Napoleon's Pyramids (4 page)

Read Napoleon's Pyramids Online

Authors: William Dietrich

Tags: #Historical, #Action & Adventure, #Egypt, #Gage; Ethan (Fictitious character), #Egypt - History - French occupation; 1798-1801, #Fiction, #Great Pyramid (Egypt), #Historical fiction; American, #Historical Fiction

I took it out. “You can’t write about this, my friend.”

“Not write! You might as well say not breathe!”

“It would only make my situation worse. You must save me with secrecy.”

He sighed. “But I could expose injustice.”

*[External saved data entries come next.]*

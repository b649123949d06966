//! Flood proximity service.
//!
//! Tracks the user's position, ranks flood monitoring stations
//! nearest-first, and raises an alert when the user comes within the
//! proximity threshold of a subscribed station whose forecast risk is
//! above Safe.

pub mod alert;
pub mod analysis;
pub mod config;
pub mod dashboard;
pub mod dev_mode;
pub mod ingest;
pub mod location;
pub mod logging;
pub mod model;
pub mod poller;
pub mod subscriptions;
pub mod verify;
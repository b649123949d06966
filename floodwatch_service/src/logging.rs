/// Structured logging for the flood proximity service
///
/// Provides context-rich logging with component tags, optional station
/// identifiers, timestamps, and severity levels. Supports both console
/// output and file-based logging for daemon operations.

use chrono::Utc;
use std::fmt;
use std::fs::OpenOptions;
use std::io::Write;
use std::sync::Mutex;

use crate::model::{FetchError, LocationError};

// ---------------------------------------------------------------------------
// Log Levels
// ---------------------------------------------------------------------------

#[derive(Debug, Clone, Copy, PartialEq, Eq, PartialOrd, Ord)]
pub enum LogLevel {
    Debug,
    Info,
    Warning,
    Error,
}

impl fmt::Display for LogLevel {
    fn fmt(&self, f: &mut fmt::Formatter<'_>) -> fmt::Result {
        match self {
            LogLevel::Debug => write!(f, "DEBUG"),
            LogLevel::Info => write!(f, "INFO"),
            LogLevel::Warning => write!(f, "WARN"),
            LogLevel::Error => write!(f, "ERROR"),
        }
    }
}

impl LogLevel {
    /// Parses a level name as written in the config file.
    pub fn parse(name: &str) -> Option<LogLevel> {
        match name.trim().to_ascii_lowercase().as_str() {
            "debug" => Some(LogLevel::Debug),
            "info" => Some(LogLevel::Info),
            "warn" | "warning" => Some(LogLevel::Warning),
            "error" => Some(LogLevel::Error),
            _ => None,
        }
    }
}

// ---------------------------------------------------------------------------
// Components
// ---------------------------------------------------------------------------

#[derive(Debug, Clone, PartialEq, Eq)]
pub enum Component {
    Location,
    Stations,
    Alerts,
    Subscriptions,
    System,
}

impl fmt::Display for Component {
    fn fmt(&self, f: &mut fmt::Formatter<'_>) -> fmt::Result {
        match self {
            Component::Location => write!(f, "LOC"),
            Component::Stations => write!(f, "STN"),
            Component::Alerts => write!(f, "ALERT"),
            Component::Subscriptions => write!(f, "SUB"),
            Component::System => write!(f, "SYS"),
        }
    }
}

// ---------------------------------------------------------------------------
// Failure Classification
// ---------------------------------------------------------------------------

#[derive(Debug, Clone, PartialEq, Eq)]
pub enum FailureType {
    /// Expected failure - user declined location access, replay finished
    Expected,
    /// Unexpected failure - indicates backend degradation or configuration issue
    Unexpected,
    /// Unknown - cannot determine if this is expected or not
    Unknown,
}

impl fmt::Display for FailureType {
    fn fmt(&self, f: &mut fmt::Formatter<'_>) -> fmt::Result {
        match self {
            FailureType::Expected => write!(f, "EXPECTED"),
            FailureType::Unexpected => write!(f, "UNEXPECTED"),
            FailureType::Unknown => write!(f, "UNKNOWN"),
        }
    }
}

// ---------------------------------------------------------------------------
// Logger Configuration
// ---------------------------------------------------------------------------

/// Global logger instance
static LOGGER: Mutex<Option<Logger>> = Mutex::new(None);

pub struct Logger {
    /// Minimum log level to display
    min_level: LogLevel,
    /// Optional file path for logging
    log_file: Option<String>,
    /// Whether to include timestamps in console output
    console_timestamps: bool,
}

impl Logger {
    /// Initialize the global logger
    pub fn init(min_level: LogLevel, log_file: Option<String>, console_timestamps: bool) {
        let logger = Logger {
            min_level,
            log_file,
            console_timestamps,
        };

        if let Ok(mut slot) = LOGGER.lock() {
            *slot = Some(logger);
        }
    }

    fn log(&self, level: LogLevel, component: &Component, station_id: Option<&str>, message: &str) {
        if level < self.min_level {
            return;
        }

        let log_entry = format_entry(level, component, station_id, message);
        let station_part = station_id.map(|s| format!(" [{}]", s)).unwrap_or_default();

        // Console output
        if self.console_timestamps {
            match level {
                LogLevel::Error => eprintln!("{}", log_entry),
                LogLevel::Warning => eprintln!("   {}", log_entry),
                LogLevel::Info => println!("   {}", message),
                LogLevel::Debug => println!("   [DEBUG] {}", message),
            }
        } else {
            match level {
                LogLevel::Error => eprintln!("   ✗ {}{}: {}", component, station_part, message),
                LogLevel::Warning => eprintln!("   ⚠ {}{}: {}", component, station_part, message),
                LogLevel::Info => println!("   {}", message),
                LogLevel::Debug => {} // Skip debug in non-timestamp mode
            }
        }

        // File output
        if let Some(ref path) = self.log_file {
            if let Err(e) = Self::append_to_file(path, &log_entry) {
                eprintln!("Failed to write to log file {}: {}", path, e);
            }
        }
    }

    fn append_to_file(path: &str, entry: &str) -> std::io::Result<()> {
        let mut file = OpenOptions::new().create(true).append(true).open(path)?;
        writeln!(file, "{}", entry)?;
        Ok(())
    }
}

fn format_entry(level: LogLevel, component: &Component, station_id: Option<&str>, message: &str) -> String {
    let timestamp = Utc::now().format("%Y-%m-%d %H:%M:%S UTC");
    let station_part = station_id.map(|s| format!(" [{}]", s)).unwrap_or_default();
    format!("{} {} {}{}: {}", timestamp, level, component, station_part, message)
}

fn dispatch(level: LogLevel, component: Component, station_id: Option<&str>, message: &str) {
    if let Ok(guard) = LOGGER.lock() {
        if let Some(logger) = guard.as_ref() {
            logger.log(level, &component, station_id, message);
        }
    }
}

// ---------------------------------------------------------------------------
// Public Logging Functions
// ---------------------------------------------------------------------------

/// Initialize the global logger
pub fn init_logger(min_level: LogLevel, log_file: Option<&str>, console_timestamps: bool) {
    Logger::init(min_level, log_file.map(String::from), console_timestamps);
}

/// Log a general informational message
pub fn info(component: Component, station_id: Option<&str>, message: &str) {
    dispatch(LogLevel::Info, component, station_id, message);
}

/// Log a warning message
pub fn warn(component: Component, station_id: Option<&str>, message: &str) {
    dispatch(LogLevel::Warning, component, station_id, message);
}

/// Log an error message
pub fn error(component: Component, station_id: Option<&str>, message: &str) {
    dispatch(LogLevel::Error, component, station_id, message);
}

/// Log a debug message
pub fn debug(component: Component, station_id: Option<&str>, message: &str) {
    dispatch(LogLevel::Debug, component, station_id, message);
}

// ---------------------------------------------------------------------------
// Failure Classification Helpers
// ---------------------------------------------------------------------------

/// Classify a station-list fetch failure
pub fn classify_fetch_failure(err: &FetchError) -> FailureType {
    match err {
        // 401/403 means the session expired, which the user fixes by logging in again
        FetchError::Http(401) | FetchError::Http(403) => FailureType::Expected,
        FetchError::Http(code) if *code >= 500 => FailureType::Unexpected,
        FetchError::Http(_) => FailureType::Unknown,
        // Parse errors suggest API changes
        FetchError::Parse(_) => FailureType::Unexpected,
        FetchError::Transport(_) | FetchError::Timeout => FailureType::Unknown,
    }
}

/// Classify a location provider failure
pub fn classify_location_failure(err: &LocationError) -> FailureType {
    match err {
        LocationError::PermissionDenied => FailureType::Expected,
        LocationError::Timeout => FailureType::Unknown,
        LocationError::Unavailable(_) => FailureType::Unexpected,
    }
}

// ---------------------------------------------------------------------------
// Structured Failure Logging
// ---------------------------------------------------------------------------

/// Log a station fetch failure with automatic classification
pub fn log_fetch_failure(operation: &str, err: &FetchError) {
    let failure_type = classify_fetch_failure(err);
    let message = format!("{} failed [{}]: {}", operation, failure_type, err);

    match failure_type {
        FailureType::Expected => debug(Component::Stations, None, &message),
        FailureType::Unexpected => error(Component::Stations, None, &message),
        FailureType::Unknown => warn(Component::Stations, None, &message),
    }
}

/// Log a location failure with classification
pub fn log_location_failure(err: &LocationError) {
    let failure_type = classify_location_failure(err);
    let message = format!("Tracking stopped [{}]: {}", failure_type, err);

    match failure_type {
        FailureType::Expected => info(Component::Location, None, &message),
        FailureType::Unexpected => error(Component::Location, None, &message),
        FailureType::Unknown => warn(Component::Location, None, &message),
    }
}

// ---------------------------------------------------------------------------
// Refresh Summary Logging
// ---------------------------------------------------------------------------

/// Log a summary of one station-list refresh
pub fn log_refresh_summary(total: usize, usable: usize, excluded: usize) {
    let message = format!(
        "Refresh complete: {}/{} stations usable, {} excluded",
        usable, total, excluded
    );

    if excluded == 0 {
        info(Component::Stations, None, &message);
    } else if usable == 0 {
        error(Component::Stations, None, &message);
    } else {
        warn(Component::Stations, None, &message);
    }
}

#[cfg(test)]
mod tests {
    use super::*;

    #[test]
    fn test_log_level_ordering() {
        assert!(LogLevel::Debug < LogLevel::Info);
        assert!(LogLevel::Info < LogLevel::Warning);
        assert!(LogLevel::Warning < LogLevel::Error);
    }

    #[test]
    fn test_log_level_parse() {
        assert_eq!(LogLevel::parse("WARN"), Some(LogLevel::Warning));
        assert_eq!(LogLevel::parse(" debug "), Some(LogLevel::Debug));
        assert_eq!(LogLevel::parse("verbose"), None);
    }

    #[test]
    fn test_fetch_failure_classification() {
        assert_eq!(classify_fetch_failure(&FetchError::Http(500)), FailureType::Unexpected);
        assert_eq!(classify_fetch_failure(&FetchError::Http(401)), FailureType::Expected);
        assert_eq!(classify_fetch_failure(&FetchError::Http(404)), FailureType::Unknown);
        assert_eq!(
            classify_fetch_failure(&FetchError::Parse("not an array".into())),
            FailureType::Unexpected
        );
        assert_eq!(classify_fetch_failure(&FetchError::Timeout), FailureType::Unknown);
    }

    #[test]
    fn test_location_failure_classification() {
        assert_eq!(
            classify_location_failure(&LocationError::PermissionDenied),
            FailureType::Expected
        );
        assert_eq!(
            classify_location_failure(&LocationError::Unavailable("gps off".into())),
            FailureType::Unexpected
        );
    }

    #[test]
    fn test_entry_format_includes_component_and_station() {
        let entry = format_entry(LogLevel::Warning, &Component::Alerts, Some("mulshi"), "entered radius");
        assert!(entry.contains("WARN ALERT [mulshi]: entered radius"), "got {}", entry);
    }

    #[test]
    fn test_file_logging_appends_entries() {
        let dir = tempfile::tempdir().expect("tempdir");
        let path = dir.path().join("floodwatch.log");
        let path_str = path.to_str().expect("utf-8 path");

        Logger::append_to_file(path_str, "first").expect("append");
        Logger::append_to_file(path_str, "second").expect("append");

        let contents = std::fs::read_to_string(&path).expect("read log");
        assert_eq!(contents, "first\nsecond\n");
    }
}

I put the medallion on the marble table, shielding it from the view of the other patrons with my torso, and slid it to my companion. “Look: The soldier I won it from said it was from ancient Egypt. Silano was curious. He bid on it, and even wanted to buy it, but I wouldn’t sell. I don’t see that it’s worth killing over.”

Talma squinted, turned it over, and played with its arms. “What are all these markings?”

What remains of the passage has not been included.